------ Source data ------

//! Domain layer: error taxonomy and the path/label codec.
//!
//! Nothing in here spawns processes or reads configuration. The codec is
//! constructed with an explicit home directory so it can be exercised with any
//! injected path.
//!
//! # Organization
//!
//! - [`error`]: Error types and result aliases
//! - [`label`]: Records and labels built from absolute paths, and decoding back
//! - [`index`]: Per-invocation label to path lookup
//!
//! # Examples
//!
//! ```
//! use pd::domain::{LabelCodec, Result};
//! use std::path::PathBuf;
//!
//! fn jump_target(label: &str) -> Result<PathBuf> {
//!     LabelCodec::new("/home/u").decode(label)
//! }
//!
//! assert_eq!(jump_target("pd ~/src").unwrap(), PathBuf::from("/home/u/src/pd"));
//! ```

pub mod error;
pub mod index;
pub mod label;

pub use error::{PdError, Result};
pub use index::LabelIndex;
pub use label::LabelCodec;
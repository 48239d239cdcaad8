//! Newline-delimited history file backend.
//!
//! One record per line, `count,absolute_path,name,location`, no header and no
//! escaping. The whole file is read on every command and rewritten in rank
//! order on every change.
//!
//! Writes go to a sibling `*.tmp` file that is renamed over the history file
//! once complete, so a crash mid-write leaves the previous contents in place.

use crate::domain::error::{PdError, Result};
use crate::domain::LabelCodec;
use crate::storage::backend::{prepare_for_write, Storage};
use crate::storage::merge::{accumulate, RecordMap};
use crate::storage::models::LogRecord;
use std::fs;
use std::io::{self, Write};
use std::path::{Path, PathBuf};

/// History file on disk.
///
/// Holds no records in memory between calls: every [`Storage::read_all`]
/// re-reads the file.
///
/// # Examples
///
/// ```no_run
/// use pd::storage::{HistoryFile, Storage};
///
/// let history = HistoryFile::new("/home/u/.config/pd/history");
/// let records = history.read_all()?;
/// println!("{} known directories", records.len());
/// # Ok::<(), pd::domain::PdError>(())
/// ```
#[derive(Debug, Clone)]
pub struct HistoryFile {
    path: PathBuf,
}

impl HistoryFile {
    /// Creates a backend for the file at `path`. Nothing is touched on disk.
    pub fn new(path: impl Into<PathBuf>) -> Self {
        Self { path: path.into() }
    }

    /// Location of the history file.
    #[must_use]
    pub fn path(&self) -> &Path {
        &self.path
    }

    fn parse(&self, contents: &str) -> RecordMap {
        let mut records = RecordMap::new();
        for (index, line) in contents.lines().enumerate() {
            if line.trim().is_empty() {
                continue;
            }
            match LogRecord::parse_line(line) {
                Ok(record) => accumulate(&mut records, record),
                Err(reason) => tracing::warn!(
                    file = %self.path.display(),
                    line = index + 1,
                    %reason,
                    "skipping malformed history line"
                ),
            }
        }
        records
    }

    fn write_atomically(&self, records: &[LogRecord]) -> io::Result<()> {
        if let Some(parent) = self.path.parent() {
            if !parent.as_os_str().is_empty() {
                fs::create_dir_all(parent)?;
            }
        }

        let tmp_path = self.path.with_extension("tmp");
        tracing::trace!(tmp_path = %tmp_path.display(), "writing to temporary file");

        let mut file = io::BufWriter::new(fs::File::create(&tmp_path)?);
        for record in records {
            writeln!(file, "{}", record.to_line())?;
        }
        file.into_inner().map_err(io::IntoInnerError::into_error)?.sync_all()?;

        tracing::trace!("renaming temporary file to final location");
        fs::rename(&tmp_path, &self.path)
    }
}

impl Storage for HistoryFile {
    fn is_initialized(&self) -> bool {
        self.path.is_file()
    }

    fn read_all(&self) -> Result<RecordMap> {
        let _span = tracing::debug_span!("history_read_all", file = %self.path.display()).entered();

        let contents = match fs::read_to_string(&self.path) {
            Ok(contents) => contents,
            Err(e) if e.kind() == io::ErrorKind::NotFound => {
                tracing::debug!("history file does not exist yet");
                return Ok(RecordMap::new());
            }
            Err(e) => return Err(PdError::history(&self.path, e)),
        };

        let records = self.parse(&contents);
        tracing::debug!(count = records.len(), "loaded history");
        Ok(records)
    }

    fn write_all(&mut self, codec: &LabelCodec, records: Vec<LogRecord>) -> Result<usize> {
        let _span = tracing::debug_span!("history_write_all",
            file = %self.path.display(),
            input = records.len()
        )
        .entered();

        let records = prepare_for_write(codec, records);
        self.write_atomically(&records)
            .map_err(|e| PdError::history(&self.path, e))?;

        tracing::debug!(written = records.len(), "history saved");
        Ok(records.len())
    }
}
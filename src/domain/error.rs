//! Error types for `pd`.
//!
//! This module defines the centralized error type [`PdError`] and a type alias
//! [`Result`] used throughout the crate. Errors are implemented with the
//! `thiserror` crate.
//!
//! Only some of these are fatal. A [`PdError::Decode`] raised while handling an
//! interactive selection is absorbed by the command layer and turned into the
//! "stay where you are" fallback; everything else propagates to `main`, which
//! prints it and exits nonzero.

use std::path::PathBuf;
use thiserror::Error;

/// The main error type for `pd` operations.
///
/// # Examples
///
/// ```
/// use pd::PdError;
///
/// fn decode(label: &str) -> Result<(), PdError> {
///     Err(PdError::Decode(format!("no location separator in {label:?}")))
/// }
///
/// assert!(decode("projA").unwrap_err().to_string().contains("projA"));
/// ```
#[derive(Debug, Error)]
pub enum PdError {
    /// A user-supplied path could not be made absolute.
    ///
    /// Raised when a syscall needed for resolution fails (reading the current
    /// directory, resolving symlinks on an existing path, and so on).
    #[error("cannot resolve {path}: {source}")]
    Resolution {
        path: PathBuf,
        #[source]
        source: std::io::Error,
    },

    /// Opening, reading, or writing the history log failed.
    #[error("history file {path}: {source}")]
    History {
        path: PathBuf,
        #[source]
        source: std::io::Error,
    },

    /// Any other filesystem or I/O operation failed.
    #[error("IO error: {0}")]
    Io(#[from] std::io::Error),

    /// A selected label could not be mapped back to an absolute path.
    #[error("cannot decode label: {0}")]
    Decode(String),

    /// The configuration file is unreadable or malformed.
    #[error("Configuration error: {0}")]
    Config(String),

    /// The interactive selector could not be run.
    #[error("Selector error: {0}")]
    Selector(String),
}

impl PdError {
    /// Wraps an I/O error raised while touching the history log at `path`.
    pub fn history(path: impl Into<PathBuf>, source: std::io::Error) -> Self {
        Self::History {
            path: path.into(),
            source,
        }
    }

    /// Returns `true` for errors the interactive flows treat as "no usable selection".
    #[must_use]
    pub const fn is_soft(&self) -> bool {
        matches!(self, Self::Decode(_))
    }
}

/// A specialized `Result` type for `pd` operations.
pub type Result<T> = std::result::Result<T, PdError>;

------

= Instructions for the task =
Starting at the first line of the data above, please restate word for word every line up to and including the one that holds "pub mod label;", and add nothing else.

= Response =
//! Domain layer: error taxonomy and the path/label codec.
//!
//! Nothing in here spawns processes or reads configuration. The codec is
//! constructed with an explicit home directory so it can be exercised with any
//! injected path.
//!
//! # Organization
//!
//! - [`error`]: Error types and result aliases
//! - [`label`]: Records and labels built from absolute paths, and decoding back
//! - [`index`]: Per-invocation label to path lookup
//!
//! # Examples
//!
//! ```
//! use pd::domain::{LabelCodec, Result};
//! use std::path::PathBuf;
//!
//! fn jump_target(label: &str) -> Result<PathBuf> {
//!     LabelCodec::new("/home/u").decode(label)
//! }
//!
//! assert_eq!(jump_target("pd ~/src").unwrap(), PathBuf::from("/home/u/src/pd"));
//! ```

pub mod error;
pub mod index;
pub mod label;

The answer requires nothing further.